Data extracted from a collection
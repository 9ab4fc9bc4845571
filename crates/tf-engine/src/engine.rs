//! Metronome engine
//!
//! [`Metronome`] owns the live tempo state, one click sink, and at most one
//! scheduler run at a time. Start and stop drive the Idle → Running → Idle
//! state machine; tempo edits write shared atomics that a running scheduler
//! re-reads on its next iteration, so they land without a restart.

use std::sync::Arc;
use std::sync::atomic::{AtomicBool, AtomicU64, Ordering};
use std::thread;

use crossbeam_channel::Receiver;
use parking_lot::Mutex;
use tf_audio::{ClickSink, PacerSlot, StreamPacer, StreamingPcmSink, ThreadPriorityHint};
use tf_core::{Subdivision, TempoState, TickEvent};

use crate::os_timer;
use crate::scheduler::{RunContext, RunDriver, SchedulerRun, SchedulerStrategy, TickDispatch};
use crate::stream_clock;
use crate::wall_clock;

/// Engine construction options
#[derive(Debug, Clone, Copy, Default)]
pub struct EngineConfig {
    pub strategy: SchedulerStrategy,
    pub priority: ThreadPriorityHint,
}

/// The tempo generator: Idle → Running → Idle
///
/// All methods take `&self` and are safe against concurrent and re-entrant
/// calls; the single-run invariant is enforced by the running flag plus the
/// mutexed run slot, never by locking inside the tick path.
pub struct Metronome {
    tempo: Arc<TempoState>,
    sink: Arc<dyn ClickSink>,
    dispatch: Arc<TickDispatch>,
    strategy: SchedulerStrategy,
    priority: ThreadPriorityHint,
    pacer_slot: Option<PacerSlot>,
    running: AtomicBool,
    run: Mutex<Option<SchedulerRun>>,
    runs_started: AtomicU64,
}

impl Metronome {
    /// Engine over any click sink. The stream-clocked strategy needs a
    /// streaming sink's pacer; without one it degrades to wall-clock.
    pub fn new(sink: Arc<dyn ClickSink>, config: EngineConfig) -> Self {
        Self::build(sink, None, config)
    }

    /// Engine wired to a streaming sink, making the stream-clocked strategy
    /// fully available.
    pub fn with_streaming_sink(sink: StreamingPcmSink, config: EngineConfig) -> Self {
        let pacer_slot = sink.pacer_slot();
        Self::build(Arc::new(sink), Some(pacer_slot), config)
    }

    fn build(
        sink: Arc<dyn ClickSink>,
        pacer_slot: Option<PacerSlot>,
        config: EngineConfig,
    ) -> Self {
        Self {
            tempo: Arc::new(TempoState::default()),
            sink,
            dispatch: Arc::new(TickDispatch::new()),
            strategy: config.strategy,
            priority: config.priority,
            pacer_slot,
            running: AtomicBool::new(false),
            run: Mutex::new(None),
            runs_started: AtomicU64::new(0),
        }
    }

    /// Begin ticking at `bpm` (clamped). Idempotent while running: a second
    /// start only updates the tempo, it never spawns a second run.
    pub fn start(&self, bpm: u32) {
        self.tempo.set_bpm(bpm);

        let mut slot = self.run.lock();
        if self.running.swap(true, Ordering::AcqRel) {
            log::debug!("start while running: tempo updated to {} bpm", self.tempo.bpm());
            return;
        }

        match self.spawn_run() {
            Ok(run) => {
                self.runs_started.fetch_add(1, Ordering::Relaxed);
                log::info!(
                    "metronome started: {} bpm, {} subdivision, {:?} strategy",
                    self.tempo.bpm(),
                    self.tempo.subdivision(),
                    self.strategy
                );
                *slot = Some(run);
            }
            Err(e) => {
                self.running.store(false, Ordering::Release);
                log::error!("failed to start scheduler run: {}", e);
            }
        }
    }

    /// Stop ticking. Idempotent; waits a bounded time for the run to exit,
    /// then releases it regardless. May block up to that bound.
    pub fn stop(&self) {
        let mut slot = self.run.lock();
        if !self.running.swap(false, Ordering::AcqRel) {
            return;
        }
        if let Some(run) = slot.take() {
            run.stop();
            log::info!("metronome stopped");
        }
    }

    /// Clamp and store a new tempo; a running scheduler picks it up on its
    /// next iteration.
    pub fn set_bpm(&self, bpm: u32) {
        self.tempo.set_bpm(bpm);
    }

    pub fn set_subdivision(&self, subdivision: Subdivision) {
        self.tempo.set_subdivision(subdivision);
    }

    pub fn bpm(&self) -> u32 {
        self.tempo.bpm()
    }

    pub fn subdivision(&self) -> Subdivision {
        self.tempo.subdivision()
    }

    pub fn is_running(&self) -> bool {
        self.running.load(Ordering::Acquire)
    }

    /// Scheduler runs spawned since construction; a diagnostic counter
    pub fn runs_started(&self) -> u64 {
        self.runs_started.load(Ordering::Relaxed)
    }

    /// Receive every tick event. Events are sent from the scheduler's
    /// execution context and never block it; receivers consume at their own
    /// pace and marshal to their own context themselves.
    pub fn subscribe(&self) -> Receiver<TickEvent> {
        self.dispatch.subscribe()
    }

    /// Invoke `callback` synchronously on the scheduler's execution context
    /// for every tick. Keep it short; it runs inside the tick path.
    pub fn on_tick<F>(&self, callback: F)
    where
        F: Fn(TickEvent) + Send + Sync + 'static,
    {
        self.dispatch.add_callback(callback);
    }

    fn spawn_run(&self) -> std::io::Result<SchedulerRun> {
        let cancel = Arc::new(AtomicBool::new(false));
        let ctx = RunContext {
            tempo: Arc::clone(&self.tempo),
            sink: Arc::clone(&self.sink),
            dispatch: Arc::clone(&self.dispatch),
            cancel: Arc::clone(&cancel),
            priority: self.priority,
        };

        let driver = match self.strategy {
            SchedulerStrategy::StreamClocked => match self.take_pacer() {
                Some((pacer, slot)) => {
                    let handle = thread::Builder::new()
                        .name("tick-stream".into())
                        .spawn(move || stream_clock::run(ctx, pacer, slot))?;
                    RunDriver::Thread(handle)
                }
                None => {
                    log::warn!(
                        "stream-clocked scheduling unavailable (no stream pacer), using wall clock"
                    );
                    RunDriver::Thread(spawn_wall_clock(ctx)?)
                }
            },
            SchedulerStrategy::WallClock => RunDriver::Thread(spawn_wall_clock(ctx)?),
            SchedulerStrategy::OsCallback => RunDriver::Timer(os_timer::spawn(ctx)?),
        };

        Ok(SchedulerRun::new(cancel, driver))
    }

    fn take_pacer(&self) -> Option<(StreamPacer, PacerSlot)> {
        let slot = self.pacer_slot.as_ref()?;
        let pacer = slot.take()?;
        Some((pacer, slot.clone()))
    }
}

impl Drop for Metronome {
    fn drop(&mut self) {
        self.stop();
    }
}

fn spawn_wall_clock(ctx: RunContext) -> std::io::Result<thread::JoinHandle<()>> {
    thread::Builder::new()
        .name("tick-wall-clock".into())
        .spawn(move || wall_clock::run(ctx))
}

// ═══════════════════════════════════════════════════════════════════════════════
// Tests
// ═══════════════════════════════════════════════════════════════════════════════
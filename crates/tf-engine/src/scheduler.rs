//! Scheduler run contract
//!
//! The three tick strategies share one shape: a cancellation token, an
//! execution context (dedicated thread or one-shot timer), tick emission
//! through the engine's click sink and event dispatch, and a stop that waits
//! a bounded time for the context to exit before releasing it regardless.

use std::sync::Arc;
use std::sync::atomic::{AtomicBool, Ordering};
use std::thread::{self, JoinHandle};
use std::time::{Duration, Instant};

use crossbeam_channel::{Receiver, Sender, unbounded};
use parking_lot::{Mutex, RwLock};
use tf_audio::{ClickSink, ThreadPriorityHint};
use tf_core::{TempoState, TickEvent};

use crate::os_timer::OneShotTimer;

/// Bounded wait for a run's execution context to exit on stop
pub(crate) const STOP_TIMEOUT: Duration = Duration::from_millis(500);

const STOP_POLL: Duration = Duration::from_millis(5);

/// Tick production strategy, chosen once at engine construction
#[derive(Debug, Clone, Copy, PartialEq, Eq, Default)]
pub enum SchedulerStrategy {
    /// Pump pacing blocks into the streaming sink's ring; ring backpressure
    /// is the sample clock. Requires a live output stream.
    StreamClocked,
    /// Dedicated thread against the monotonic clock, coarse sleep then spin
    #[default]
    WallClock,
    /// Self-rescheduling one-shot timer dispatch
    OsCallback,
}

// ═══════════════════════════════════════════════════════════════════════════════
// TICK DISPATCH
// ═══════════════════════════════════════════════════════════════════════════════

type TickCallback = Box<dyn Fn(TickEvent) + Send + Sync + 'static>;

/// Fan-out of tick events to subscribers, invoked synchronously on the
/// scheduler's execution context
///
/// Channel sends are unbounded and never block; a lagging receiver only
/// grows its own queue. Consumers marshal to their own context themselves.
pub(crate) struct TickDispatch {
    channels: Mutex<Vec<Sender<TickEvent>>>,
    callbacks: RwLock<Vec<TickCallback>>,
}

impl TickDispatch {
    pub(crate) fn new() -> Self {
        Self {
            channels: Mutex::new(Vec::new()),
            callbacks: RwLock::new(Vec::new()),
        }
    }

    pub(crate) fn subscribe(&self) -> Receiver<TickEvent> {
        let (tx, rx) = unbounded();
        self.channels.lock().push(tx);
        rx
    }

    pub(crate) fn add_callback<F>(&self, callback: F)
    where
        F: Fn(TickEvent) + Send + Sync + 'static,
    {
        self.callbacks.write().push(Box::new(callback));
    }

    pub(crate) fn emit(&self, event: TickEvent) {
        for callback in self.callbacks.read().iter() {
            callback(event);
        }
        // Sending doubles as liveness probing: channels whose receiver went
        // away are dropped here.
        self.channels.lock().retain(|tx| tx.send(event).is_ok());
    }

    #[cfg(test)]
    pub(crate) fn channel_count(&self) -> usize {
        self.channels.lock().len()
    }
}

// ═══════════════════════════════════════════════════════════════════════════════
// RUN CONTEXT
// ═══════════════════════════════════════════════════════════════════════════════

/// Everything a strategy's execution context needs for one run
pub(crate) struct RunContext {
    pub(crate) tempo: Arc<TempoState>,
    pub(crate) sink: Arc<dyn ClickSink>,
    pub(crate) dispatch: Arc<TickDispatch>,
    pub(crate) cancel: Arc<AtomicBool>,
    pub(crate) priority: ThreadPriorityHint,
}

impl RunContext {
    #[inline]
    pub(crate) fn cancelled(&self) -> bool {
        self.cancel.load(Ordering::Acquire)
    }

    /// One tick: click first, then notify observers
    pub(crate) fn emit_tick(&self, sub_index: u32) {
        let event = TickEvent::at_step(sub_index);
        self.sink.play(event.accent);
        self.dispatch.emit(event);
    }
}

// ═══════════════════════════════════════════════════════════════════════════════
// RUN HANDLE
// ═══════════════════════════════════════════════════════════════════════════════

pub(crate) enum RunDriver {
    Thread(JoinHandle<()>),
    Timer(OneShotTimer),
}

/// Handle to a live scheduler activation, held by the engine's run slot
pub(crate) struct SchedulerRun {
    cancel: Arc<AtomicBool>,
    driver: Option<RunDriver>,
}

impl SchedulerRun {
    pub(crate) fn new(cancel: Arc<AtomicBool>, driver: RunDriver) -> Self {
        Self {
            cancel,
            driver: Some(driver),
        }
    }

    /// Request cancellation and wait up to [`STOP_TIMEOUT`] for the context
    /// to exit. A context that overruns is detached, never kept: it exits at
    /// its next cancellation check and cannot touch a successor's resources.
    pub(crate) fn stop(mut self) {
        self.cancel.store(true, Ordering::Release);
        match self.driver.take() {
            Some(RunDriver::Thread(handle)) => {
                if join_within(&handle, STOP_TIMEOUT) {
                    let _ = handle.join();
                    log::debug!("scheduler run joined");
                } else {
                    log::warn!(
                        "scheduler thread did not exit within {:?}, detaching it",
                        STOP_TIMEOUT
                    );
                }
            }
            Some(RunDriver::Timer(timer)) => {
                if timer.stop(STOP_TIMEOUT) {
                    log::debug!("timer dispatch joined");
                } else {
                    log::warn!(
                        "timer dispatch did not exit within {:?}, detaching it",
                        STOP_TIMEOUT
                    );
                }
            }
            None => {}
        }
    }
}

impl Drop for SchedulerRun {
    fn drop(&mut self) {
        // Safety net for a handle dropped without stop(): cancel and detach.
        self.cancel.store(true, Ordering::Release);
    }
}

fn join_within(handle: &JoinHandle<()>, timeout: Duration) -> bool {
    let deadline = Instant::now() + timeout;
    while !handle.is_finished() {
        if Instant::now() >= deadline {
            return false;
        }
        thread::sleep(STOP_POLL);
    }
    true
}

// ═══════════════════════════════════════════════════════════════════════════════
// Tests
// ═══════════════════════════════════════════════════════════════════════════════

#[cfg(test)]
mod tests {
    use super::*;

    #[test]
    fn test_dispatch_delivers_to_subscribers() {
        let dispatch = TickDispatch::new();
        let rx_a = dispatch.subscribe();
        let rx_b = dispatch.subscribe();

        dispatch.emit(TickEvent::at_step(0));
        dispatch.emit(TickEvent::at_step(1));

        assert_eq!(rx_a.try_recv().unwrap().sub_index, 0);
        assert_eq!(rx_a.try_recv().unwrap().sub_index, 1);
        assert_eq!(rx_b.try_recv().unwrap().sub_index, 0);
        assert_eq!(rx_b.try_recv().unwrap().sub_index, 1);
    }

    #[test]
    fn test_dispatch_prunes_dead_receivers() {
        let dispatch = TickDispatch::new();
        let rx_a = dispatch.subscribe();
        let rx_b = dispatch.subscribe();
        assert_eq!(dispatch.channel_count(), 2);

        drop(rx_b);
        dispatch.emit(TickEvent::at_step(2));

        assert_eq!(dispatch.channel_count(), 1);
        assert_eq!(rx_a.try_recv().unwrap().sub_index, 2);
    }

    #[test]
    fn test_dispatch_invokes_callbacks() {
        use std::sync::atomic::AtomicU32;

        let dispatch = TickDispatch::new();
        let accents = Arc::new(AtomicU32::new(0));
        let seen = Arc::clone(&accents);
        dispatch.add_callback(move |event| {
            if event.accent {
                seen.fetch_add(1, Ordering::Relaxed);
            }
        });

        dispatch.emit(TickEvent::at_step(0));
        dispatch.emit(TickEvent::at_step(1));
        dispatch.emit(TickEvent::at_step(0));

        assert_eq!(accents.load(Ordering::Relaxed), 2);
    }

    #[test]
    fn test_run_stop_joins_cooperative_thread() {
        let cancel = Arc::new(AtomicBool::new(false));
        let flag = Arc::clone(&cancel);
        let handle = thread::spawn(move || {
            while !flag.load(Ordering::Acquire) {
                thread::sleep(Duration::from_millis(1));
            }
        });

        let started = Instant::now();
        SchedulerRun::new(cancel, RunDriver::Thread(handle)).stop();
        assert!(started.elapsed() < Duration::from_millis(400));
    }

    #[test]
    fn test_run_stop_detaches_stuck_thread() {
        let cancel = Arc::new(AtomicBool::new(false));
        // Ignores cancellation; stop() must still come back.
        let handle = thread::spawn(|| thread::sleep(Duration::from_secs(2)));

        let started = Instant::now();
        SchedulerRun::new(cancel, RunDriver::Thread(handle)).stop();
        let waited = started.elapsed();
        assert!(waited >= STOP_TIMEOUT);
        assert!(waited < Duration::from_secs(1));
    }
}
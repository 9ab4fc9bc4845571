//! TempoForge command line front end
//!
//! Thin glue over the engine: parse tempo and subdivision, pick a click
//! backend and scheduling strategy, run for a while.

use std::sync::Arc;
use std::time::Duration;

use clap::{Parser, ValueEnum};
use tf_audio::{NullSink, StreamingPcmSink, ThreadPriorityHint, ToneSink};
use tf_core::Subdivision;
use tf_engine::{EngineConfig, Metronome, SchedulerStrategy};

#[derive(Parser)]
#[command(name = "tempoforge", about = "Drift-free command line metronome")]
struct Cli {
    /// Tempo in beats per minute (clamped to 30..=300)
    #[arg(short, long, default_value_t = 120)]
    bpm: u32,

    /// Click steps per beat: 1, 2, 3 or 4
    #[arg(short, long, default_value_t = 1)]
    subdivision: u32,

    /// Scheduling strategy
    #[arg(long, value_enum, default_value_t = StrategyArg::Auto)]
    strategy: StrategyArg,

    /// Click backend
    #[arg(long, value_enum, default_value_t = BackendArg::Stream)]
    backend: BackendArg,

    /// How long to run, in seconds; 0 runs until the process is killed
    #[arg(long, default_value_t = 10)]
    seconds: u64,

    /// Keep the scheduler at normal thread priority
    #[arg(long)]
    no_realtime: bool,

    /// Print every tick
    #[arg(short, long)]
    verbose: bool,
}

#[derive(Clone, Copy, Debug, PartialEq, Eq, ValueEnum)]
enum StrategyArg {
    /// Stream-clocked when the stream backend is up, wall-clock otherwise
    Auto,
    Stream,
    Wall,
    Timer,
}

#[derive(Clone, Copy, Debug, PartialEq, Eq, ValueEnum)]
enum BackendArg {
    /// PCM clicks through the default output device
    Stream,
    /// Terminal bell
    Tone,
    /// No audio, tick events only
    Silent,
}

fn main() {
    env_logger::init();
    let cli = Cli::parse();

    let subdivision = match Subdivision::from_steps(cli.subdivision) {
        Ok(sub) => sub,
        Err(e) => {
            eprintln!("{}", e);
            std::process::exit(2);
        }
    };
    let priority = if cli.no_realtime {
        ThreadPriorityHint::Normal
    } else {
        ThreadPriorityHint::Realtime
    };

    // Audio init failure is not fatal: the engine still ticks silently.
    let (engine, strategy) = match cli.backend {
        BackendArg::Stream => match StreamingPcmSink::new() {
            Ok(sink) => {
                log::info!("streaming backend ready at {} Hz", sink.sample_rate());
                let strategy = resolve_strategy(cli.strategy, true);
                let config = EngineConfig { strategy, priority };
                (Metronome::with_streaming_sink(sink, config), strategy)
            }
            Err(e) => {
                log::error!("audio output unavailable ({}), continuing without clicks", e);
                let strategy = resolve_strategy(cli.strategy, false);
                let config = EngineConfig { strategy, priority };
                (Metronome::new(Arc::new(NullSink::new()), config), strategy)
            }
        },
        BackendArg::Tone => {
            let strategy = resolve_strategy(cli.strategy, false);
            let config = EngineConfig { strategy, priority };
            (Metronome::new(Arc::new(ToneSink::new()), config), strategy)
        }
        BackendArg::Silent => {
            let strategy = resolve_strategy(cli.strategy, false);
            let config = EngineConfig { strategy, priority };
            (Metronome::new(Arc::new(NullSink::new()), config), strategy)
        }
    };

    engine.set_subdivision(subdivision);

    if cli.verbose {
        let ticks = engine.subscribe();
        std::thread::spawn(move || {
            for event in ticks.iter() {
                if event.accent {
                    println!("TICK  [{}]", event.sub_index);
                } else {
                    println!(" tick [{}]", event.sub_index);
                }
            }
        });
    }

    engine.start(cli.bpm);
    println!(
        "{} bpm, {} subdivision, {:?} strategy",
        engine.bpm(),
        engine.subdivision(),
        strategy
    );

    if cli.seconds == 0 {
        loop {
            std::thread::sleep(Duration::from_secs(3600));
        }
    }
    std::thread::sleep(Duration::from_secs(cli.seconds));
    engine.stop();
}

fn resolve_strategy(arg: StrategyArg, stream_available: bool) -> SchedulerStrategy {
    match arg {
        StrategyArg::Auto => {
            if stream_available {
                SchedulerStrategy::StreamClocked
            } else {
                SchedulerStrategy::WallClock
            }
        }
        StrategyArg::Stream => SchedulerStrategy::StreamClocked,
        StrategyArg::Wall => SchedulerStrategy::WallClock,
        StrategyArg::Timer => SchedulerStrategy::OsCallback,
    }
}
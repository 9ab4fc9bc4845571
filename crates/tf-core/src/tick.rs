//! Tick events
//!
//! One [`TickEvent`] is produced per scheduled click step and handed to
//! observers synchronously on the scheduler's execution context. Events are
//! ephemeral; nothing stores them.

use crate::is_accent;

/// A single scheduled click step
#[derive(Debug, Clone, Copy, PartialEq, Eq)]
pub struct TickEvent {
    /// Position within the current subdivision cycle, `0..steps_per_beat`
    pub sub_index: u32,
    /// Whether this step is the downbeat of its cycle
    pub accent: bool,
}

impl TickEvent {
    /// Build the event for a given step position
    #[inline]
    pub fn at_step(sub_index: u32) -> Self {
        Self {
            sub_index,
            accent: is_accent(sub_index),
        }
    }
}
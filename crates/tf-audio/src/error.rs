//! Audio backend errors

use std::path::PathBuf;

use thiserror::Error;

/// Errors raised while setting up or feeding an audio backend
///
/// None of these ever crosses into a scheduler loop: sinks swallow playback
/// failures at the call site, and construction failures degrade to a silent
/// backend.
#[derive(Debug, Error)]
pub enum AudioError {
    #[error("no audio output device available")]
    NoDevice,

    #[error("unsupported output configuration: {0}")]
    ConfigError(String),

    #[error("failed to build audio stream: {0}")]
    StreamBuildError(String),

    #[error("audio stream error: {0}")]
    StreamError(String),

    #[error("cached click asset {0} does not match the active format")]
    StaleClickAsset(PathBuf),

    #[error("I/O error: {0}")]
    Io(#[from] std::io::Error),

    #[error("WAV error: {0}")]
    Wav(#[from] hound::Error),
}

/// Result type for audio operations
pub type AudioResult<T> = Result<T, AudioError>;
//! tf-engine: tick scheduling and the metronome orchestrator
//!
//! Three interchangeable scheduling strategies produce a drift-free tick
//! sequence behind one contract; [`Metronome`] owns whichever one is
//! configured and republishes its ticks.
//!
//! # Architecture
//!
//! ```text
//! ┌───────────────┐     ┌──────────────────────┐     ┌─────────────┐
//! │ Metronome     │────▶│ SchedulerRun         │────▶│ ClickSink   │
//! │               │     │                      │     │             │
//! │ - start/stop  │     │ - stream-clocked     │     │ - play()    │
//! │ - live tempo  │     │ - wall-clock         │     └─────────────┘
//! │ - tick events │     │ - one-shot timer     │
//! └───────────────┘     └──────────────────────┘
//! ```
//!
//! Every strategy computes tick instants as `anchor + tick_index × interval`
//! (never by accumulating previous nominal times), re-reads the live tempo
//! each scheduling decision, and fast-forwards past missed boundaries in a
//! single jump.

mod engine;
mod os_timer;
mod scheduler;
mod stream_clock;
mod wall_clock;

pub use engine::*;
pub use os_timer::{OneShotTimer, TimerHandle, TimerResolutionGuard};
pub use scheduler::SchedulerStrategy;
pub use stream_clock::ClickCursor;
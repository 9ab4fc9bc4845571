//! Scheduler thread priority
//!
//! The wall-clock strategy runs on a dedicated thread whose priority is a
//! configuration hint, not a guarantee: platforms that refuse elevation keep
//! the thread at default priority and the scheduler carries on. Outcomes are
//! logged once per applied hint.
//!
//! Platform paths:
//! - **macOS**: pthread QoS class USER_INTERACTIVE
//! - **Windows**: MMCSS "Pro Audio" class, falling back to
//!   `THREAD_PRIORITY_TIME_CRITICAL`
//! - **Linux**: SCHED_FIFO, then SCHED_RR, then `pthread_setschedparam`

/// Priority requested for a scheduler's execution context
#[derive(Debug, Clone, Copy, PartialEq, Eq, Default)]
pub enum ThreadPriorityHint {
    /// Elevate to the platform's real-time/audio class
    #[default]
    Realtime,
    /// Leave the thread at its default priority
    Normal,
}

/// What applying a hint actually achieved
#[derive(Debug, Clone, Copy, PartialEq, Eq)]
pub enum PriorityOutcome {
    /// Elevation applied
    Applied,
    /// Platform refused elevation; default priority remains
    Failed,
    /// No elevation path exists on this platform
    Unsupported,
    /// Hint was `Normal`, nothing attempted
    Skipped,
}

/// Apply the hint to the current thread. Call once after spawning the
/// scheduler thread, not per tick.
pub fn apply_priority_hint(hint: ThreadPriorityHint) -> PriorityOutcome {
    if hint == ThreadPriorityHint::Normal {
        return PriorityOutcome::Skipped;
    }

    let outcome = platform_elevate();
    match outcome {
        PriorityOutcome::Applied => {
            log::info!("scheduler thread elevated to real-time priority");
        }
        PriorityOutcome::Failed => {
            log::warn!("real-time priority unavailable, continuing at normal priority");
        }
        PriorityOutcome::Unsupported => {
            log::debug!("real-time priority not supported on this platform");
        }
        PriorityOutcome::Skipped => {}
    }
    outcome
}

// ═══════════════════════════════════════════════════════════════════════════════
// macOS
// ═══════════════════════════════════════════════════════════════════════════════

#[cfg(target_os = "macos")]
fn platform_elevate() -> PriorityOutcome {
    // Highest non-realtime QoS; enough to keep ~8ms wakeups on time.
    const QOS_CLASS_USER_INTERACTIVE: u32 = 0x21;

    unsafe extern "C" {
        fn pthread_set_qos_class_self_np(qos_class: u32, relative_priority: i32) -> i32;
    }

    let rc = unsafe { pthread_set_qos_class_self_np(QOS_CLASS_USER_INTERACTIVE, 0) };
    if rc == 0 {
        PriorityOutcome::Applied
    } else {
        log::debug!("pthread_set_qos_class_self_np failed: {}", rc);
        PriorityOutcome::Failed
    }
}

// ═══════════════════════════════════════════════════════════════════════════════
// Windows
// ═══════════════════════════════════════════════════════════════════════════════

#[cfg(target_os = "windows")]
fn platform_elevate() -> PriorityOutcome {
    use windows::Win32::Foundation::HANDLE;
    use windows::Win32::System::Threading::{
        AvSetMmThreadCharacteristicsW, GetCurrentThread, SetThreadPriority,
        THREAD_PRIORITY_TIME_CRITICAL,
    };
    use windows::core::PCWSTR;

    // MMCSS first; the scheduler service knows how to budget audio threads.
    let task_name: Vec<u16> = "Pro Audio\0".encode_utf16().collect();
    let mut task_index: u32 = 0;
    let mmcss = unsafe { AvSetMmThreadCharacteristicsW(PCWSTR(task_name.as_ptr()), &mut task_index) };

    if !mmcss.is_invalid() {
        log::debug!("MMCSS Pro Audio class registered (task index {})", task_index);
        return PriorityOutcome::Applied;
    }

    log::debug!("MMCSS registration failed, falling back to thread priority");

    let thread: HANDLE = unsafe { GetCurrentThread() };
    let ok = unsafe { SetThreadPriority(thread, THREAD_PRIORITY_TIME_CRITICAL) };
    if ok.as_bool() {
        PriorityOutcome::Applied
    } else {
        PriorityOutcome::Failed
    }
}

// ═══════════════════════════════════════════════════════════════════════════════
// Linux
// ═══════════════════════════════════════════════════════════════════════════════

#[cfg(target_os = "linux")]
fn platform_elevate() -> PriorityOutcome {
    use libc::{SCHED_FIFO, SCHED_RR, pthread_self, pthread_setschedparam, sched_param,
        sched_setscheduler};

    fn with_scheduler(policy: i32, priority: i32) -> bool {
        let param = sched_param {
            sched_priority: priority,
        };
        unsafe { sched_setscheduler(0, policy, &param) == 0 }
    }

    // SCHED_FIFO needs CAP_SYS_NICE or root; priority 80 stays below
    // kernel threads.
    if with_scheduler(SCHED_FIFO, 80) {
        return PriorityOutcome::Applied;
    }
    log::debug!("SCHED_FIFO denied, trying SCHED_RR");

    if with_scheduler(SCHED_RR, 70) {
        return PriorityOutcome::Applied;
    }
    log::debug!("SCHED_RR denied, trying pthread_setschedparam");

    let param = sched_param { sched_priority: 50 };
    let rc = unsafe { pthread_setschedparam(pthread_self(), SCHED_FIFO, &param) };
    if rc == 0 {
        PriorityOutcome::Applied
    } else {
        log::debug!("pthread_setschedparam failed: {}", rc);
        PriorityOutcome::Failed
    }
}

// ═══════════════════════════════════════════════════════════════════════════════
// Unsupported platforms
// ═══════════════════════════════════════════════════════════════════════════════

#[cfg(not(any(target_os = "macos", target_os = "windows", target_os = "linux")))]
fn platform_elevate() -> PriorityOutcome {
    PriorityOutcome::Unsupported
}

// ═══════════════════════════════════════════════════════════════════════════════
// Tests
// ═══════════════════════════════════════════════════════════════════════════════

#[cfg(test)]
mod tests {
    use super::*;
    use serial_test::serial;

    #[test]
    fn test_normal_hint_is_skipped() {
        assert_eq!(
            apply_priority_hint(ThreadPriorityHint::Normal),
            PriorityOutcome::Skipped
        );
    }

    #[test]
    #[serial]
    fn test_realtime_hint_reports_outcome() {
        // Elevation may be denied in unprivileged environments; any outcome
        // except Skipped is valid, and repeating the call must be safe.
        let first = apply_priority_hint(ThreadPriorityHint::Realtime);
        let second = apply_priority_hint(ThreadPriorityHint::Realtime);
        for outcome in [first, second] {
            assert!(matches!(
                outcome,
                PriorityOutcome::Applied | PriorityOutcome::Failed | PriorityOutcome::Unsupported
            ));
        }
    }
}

* _PROBLEM DESCRIPTION_:
Count the lines of the entries above that contain the word "joined" and give only the number.

* _TASK RESULT_:
2